CALORIES: 295G
FAT: 16G
FIBER: 7G
PROTEIN: 14G
Looking to skip your average beef and chicken nachos? Then give these a whirl. Locked and loaded with 6 kinds of healthy vegetables, legumes and spices, these nachos don’t lack in the flavor department.
Cookware & Utensils
SKILL: EASY
TIME: 20MINS
SERVINGS: 2-4
TYPE: AMERICAN
Ingredients
- 1 cup sharp cheddar cheese
- ½ cup pepper
- ½ cup zucchini
- ½ cup red onion
- ½ cup black beans
- ½ cup avocado
- ¼ cup pickled jalapeños
- Chili powder, ground cumin, red pepper
- Sour cream
- Medium salsa
Instructions
Spread the chips
Start by thinly spreading the tortilla chips on a medium baking sheet, by interlocking the chips, without stacking them (see picture).
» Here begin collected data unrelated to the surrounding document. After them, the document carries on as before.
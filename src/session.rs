//! One connection to the authority, driving a [`Place`] on the current thread.
//!
//! The loop multiplexes four sources: frames the engine queued for sending,
//! frames arriving on the socket, the frame/script timer, and Ctrl-C. A bad
//! inbound frame is logged and dropped; only socket failures end the session
//! with an error.

#[cfg(test)]
#[path = "session_test.rs"]
mod session_test;

use std::time::Duration;

use frames::Frame;
use futures_util::{FutureExt, Sink, SinkExt, StreamExt};
use place::config::PlaceConfig;
use place::geometry::{Coordinate, Size};
use place::transport::{ChannelTransport, FrameReceiver};
use place::{Place, PlaceParts};
use tokio_tungstenite::connect_async;
use tokio_tungstenite::tungstenite::Message;

use crate::error::ClientError;
use crate::headless::{ConsoleHost, DetachedEvents, TickFrames, TraceSurface};
use crate::script::{Script, ScriptRunner, Step};

/// Ticks a script waits for history or the first chunk before acting anyway.
const SETTLE_TICKS: u32 = 120;

/// Everything needed to open a session.
#[derive(Debug, Clone)]
pub struct SessionOptions {
    pub url: String,
    pub size: Size,
    pub initial_location: Option<Coordinate>,
    pub name: Option<String>,
    pub color: Option<String>,
    pub frame_interval: Duration,
    pub config: PlaceConfig,
}

/// A [`Place`] wired to headless seams, plus the handles the loop needs.
pub struct Engine {
    pub place: Place,
    pub outbound: FrameReceiver,
    pub frames: TickFrames,
    pub surface: TraceSurface,
    pub events: DetachedEvents,
}

impl Engine {
    /// Build and start the engine, then apply the local user's preferences.
    #[must_use]
    pub fn start(options: &SessionOptions) -> Self {
        let (transport, outbound) = ChannelTransport::channel();
        let frames = TickFrames::default();
        let surface = TraceSurface::new(options.size);
        let events = DetachedEvents::default();
        let mut place = Place::new(
            options.config.clone(),
            PlaceParts {
                surface: Box::new(surface.clone()),
                transport: Box::new(transport),
                events: Box::new(events.clone()),
                frames: Box::new(frames.clone()),
                host: Box::new(ConsoleHost),
            },
        );
        if let Some(location) = options.initial_location {
            place.set_initial_location(location);
        }
        if let Some(name) = &options.name {
            place.change_name(name);
        }
        if let Some(color) = &options.color {
            place.change_color(color);
        }
        Self { place, outbound, frames, surface, events }
    }

    /// Fire the pending frame, if the engine asked for one.
    pub fn tick(&mut self) {
        if self.frames.take().is_some() {
            self.place.on_frame();
        }
    }

    /// Decode and apply one socket message. Bad frames are logged and dropped.
    pub fn receive(&mut self, message: Message) {
        let frame = match decode_message(message) {
            Ok(Some(frame)) => frame,
            Ok(None) => return,
            Err(error) => {
                tracing::warn!(%error, "dropping undecodable frame");
                return;
            }
        };
        if let Err(error) = self.place.receive_frame(&frame) {
            tracing::warn!(%error, event = %frame.event, "dropping frame");
        }
    }

    /// Frames already queued for sending.
    pub fn drain(&mut self) -> Vec<Frame> {
        let mut queued = Vec::new();
        while let Some(Some(frame)) = self.outbound.next().now_or_never() {
            queued.push(frame);
        }
        queued
    }
}

/// Binary frames are protobuf; text frames are the same envelope as JSON.
///
/// # Errors
///
/// Returns the codec or JSON error for a malformed frame.
pub fn decode_message(message: Message) -> Result<Option<Frame>, ClientError> {
    match message {
        Message::Binary(bytes) => Ok(Some(frames::decode_frame(&bytes)?)),
        Message::Text(text) => Ok(Some(serde_json::from_str(text.as_str())?)),
        _ => Ok(None),
    }
}

/// Only websocket URLs are accepted.
///
/// # Errors
///
/// Returns [`ClientError::InvalidUrl`] for any other scheme.
pub fn validate_url(url: &str) -> Result<(), ClientError> {
    if url.starts_with("ws://") || url.starts_with("wss://") {
        return Ok(());
    }
    Err(ClientError::InvalidUrl(url.to_owned()))
}

/// Connect, run `script` until it finishes or the user interrupts, then stop.
///
/// # Errors
///
/// Returns [`ClientError`] when the URL is invalid or the socket fails.
pub async fn run(options: SessionOptions, script: Script) -> Result<(), ClientError> {
    validate_url(&options.url)?;
    let (mut socket, _) = connect_async(options.url.as_str())
        .await
        .map_err(|error| ClientError::Connect(Box::new(error)))?;
    tracing::info!(url = %options.url, "connected");

    let mut engine = Engine::start(&options);
    let mut runner = ScriptRunner::new(script, SETTLE_TICKS);
    let mut ticker = tokio::time::interval(options.frame_interval);
    let shutdown = tokio::signal::ctrl_c();
    tokio::pin!(shutdown);

    loop {
        tokio::select! {
            Some(frame) = engine.outbound.next() => {
                send(&mut socket, &frame).await?;
            }
            incoming = socket.next() => match incoming {
                Some(Ok(Message::Close(_))) | None => {
                    tracing::info!("connection closed by authority");
                    break;
                }
                Some(Ok(message)) => engine.receive(message),
                Some(Err(error)) => return Err(ClientError::Receive(Box::new(error))),
            },
            _ = ticker.tick() => {
                engine.tick();
                if runner.step(&mut engine.place) == Step::Done {
                    break;
                }
            }
            _ = &mut shutdown => {
                tracing::info!("interrupted");
                break;
            }
        }
    }

    engine.place.stop();
    for frame in engine.drain() {
        send(&mut socket, &frame).await?;
    }
    if let Err(error) = socket.close(None).await {
        tracing::debug!(%error, "close handshake failed");
    }
    tracing::info!(
        strokes = engine.surface.strokes(),
        redraws = engine.surface.clears(),
        chunks = engine.place.chunks().len(),
        listeners = engine.events.active(),
        "session ended"
    );
    Ok(())
}

async fn send<S>(socket: &mut S, frame: &Frame) -> Result<(), ClientError>
where
    S: Sink<Message, Error = tokio_tungstenite::tungstenite::Error> + Unpin,
{
    tracing::trace!(event = %frame.event, "send");
    socket
        .send(Message::Binary(frames::encode_frame(frame).into()))
        .await
        .map_err(|error| ClientError::Send(Box::new(error)))
}
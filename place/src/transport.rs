//! Transport seam between the engine and the remote authority.
//!
//! Sends are fire-and-forget: no acknowledgment, retry, or backpressure at
//! this layer. Reconnecting is the transport's own business.

#[cfg(test)]
#[path = "transport_test.rs"]
mod transport_test;

use frames::Frame;
use futures::channel::mpsc;

use crate::protocol::Outbound;

/// Outgoing half of the connection to the authority.
pub trait Transport {
    /// Called once when the coordinator starts.
    fn open(&mut self) {}

    /// Send one event, best effort.
    fn emit(&mut self, event: &Outbound);

    /// Close the connection. Called once when the coordinator stops.
    fn close(&mut self);
}

/// Receiving half of a [`ChannelTransport`].
pub type FrameReceiver = mpsc::UnboundedReceiver<Frame>;

/// A [`Transport`] that forwards frames into an unbounded channel.
///
/// The receiving half is drained by whatever owns the socket.
#[derive(Debug)]
pub struct ChannelTransport {
    tx: Option<mpsc::UnboundedSender<Frame>>,
}

impl ChannelTransport {
    /// Create a transport and the receiver its frames arrive on.
    #[must_use]
    pub fn channel() -> (Self, FrameReceiver) {
        let (tx, rx) = mpsc::unbounded();
        (Self { tx: Some(tx) }, rx)
    }

    /// Whether frames can still be sent.
    #[must_use]
    pub fn is_open(&self) -> bool {
        self.tx.as_ref().is_some_and(|tx| !tx.is_closed())
    }
}

impl Transport for ChannelTransport {
    fn emit(&mut self, event: &Outbound) {
        let Some(tx) = &self.tx else {
            return;
        };
        if tx.unbounded_send(event.to_frame()).is_err() {
            tracing::trace!(event = event.event(), "transport closed; dropping frame");
        }
    }

    fn close(&mut self) {
        if let Some(tx) = self.tx.take() {
            tx.close_channel();
        }
    }
}
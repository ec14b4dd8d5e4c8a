//! Spatial chunk store: every chunk the authority has streamed to this client.
//!
//! The world is cut into square cells of `chunk_dimension` world units. A
//! [`Line`] belongs to exactly one [`Chunk`], the one whose cell holds its
//! `from` endpoint. Chunks are only ever created by the remote authority; the
//! store never fabricates one and never evicts one.

#[cfg(test)]
#[path = "chunk_test.rs"]
mod chunk_test;

use std::collections::HashMap;

use serde::{Deserialize, Serialize};

use crate::geometry::{Bounds, ChunkId, Coordinate, chunk_id};

/// One stroke segment in world space.
#[derive(Debug, Clone, PartialEq, Serialize, Deserialize)]
pub struct Line {
    pub from: Coordinate,
    pub to: Coordinate,
    /// CSS color string.
    pub color: String,
}

impl Line {
    #[must_use]
    pub fn new(from: Coordinate, to: Coordinate, color: impl Into<String>) -> Self {
        Self { from, to, color: color.into() }
    }

    /// Id of the chunk that owns this line (derived from `from`).
    #[must_use]
    pub fn chunk_id(&self, dimension: f64) -> ChunkId {
        chunk_id(self.from, dimension)
    }
}

/// A cell of the world grid and the lines drawn inside it.
#[derive(Debug, Clone, PartialEq, Serialize, Deserialize)]
pub struct Chunk {
    pub id: ChunkId,
    pub x: f64,
    pub y: f64,
    #[serde(default)]
    pub lines: Vec<Line>,
}

impl Chunk {
    #[must_use]
    pub fn origin(&self) -> Coordinate {
        Coordinate::new(self.x, self.y)
    }

    /// Whether this chunk's footprint touches `bounds`.
    ///
    /// The footprint reaches one `dimension` out from the reported origin on
    /// every side, so it covers the cell whether the authority reports the
    /// cell's corner or its center. This is a superset of the origin square
    /// `[origin, origin + dimension]`: a neighbouring cell whose own square
    /// lies wholly outside `bounds` still counts, and its lines are then
    /// filtered one by one by `render::is_line_visible`.
    #[must_use]
    pub fn is_in_bounds(&self, bounds: &Bounds, dimension: f64) -> bool {
        let reach = Coordinate::new(dimension, dimension);
        bounds.intersects_square(self.origin() - reach, dimension * 2.0)
    }
}

/// Every chunk known to this client, in arrival order, indexed by id.
#[derive(Debug, Default)]
pub struct ChunkStore {
    chunks: Vec<Chunk>,
    index: HashMap<ChunkId, usize>,
}

impl ChunkStore {
    #[must_use]
    pub fn new() -> Self {
        Self::default()
    }

    /// Store a chunk pushed by the authority.
    ///
    /// A chunk whose id is already known replaces the stored one in place, so
    /// its draw order is kept. Returns the stored chunk.
    pub fn insert(&mut self, chunk: Chunk) -> &Chunk {
        let slot = match self.index.get(&chunk.id) {
            Some(&slot) => {
                self.chunks[slot] = chunk;
                slot
            }
            None => {
                let slot = self.chunks.len();
                self.index.insert(chunk.id.clone(), slot);
                self.chunks.push(chunk);
                slot
            }
        };
        &self.chunks[slot]
    }

    #[must_use]
    pub fn get(&self, id: &str) -> Option<&Chunk> {
        self.index.get(id).map(|&slot| &self.chunks[slot])
    }

    #[must_use]
    pub fn contains(&self, id: &str) -> bool {
        self.index.contains_key(id)
    }

    /// Append a line to a known chunk. Returns `false` if the chunk is unknown.
    pub fn append_line(&mut self, id: &str, line: Line) -> bool {
        let Some(&slot) = self.index.get(id) else {
            return false;
        };
        self.chunks[slot].lines.push(line);
        true
    }

    /// All chunks in arrival order.
    pub fn iter(&self) -> impl Iterator<Item = &Chunk> {
        self.chunks.iter()
    }

    /// Chunks whose footprint touches `bounds`, in arrival order.
    pub fn visible<'a>(&'a self, bounds: &'a Bounds, dimension: f64) -> impl Iterator<Item = &'a Chunk> + 'a {
        self.chunks
            .iter()
            .filter(move |chunk| chunk.is_in_bounds(bounds, dimension))
    }

    #[must_use]
    pub fn len(&self) -> usize {
        self.chunks.len()
    }

    #[must_use]
    pub fn is_empty(&self) -> bool {
        self.chunks.is_empty()
    }
}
This allows for the cheese and toppings to cover each chip.
Add the cheese
Next, shred about 1 cup of cheddar cheese with a cheese grater. Sprinkle ½ the cheese evenly over the chips. Not an exact science, use as much cheese as you can stomach. Reserve the remainder of cheese for later. Next, gather all the spices; chili powder, cumin and red pepper flakes. Lightly sprinkle each one amongst the chips, going a little bit heavier with the chili powder, because it’s glorious.
Add the vegetables
Meanwhile, using a knife, chop up ½ cup of each – pepper, zucchini, and red onion into dime sized pieces and set aside. Open the can of beans, drain and rinse with a pasta strainer. Get the oven roaring by setting your broiler to high. Next, spread each vegetable on the chips, as well as the beans. Take the rest of the reserved cheese and sprinkle on the top. Then finish with pickled jalapeños, for a level up in spice.
Heat the nachos
Place the nachos in the oven on the bottom rack, a good distance away from the broiler flame, we don’t want to burn them. Set a timer for 3 mins or until the cheese starts to melt. Remove the nachos from the oven and then spread the salsa amongst the chips. Place the nachos back in the oven for another 2 min. The secret here is the salsa only needs a couple minutes to warm up, otherwise the chips get soggy.
Finish and serve
I like to top mine with diced avocado and cilantro and serve with sour cream. Feel free to use any additional toppings you like. Boom, nachos for the macho vegetarian!